• EXERCISE:
Report all lines of the data below that hold the word "clone".

Stored data
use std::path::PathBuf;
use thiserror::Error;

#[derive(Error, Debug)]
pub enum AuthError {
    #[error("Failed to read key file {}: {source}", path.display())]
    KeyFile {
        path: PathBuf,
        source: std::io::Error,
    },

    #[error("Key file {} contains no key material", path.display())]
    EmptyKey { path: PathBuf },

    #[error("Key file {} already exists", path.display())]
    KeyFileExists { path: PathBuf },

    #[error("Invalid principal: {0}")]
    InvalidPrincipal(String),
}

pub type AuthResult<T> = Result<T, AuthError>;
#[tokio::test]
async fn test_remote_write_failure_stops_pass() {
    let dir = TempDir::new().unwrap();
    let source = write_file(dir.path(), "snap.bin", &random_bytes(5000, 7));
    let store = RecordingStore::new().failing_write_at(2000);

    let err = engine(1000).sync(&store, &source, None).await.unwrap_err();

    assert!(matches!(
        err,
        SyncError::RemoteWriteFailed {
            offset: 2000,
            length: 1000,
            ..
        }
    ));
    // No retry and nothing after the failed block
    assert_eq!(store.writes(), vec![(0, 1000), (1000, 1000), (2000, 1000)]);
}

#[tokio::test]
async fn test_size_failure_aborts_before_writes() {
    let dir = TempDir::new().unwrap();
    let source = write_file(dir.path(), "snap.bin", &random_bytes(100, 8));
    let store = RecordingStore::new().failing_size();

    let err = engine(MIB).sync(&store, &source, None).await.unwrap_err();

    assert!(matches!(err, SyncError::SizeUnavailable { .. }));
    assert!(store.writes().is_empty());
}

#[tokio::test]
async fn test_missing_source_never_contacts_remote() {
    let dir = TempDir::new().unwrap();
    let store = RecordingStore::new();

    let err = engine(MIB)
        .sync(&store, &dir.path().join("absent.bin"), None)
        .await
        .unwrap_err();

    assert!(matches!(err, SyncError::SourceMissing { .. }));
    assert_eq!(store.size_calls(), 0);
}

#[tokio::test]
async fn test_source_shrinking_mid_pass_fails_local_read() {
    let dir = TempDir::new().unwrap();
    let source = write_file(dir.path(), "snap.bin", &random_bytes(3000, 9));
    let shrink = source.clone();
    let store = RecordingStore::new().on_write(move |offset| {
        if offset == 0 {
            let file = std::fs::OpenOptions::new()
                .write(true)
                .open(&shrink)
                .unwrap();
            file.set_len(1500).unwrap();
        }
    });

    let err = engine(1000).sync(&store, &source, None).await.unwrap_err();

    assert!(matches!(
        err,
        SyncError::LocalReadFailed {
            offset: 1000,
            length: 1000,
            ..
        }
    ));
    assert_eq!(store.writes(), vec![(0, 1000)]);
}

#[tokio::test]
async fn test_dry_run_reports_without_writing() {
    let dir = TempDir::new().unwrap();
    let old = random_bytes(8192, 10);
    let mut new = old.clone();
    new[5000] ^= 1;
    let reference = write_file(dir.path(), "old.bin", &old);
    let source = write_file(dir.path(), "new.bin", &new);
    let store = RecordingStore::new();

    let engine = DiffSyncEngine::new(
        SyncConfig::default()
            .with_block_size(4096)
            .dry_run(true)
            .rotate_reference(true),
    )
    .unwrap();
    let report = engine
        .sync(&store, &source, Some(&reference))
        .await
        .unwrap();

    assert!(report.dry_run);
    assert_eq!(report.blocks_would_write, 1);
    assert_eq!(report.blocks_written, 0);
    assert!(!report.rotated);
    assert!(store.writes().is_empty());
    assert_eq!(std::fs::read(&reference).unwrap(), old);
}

• RESULT:
    let shrink = source.clone();
    let mut new = old.clone();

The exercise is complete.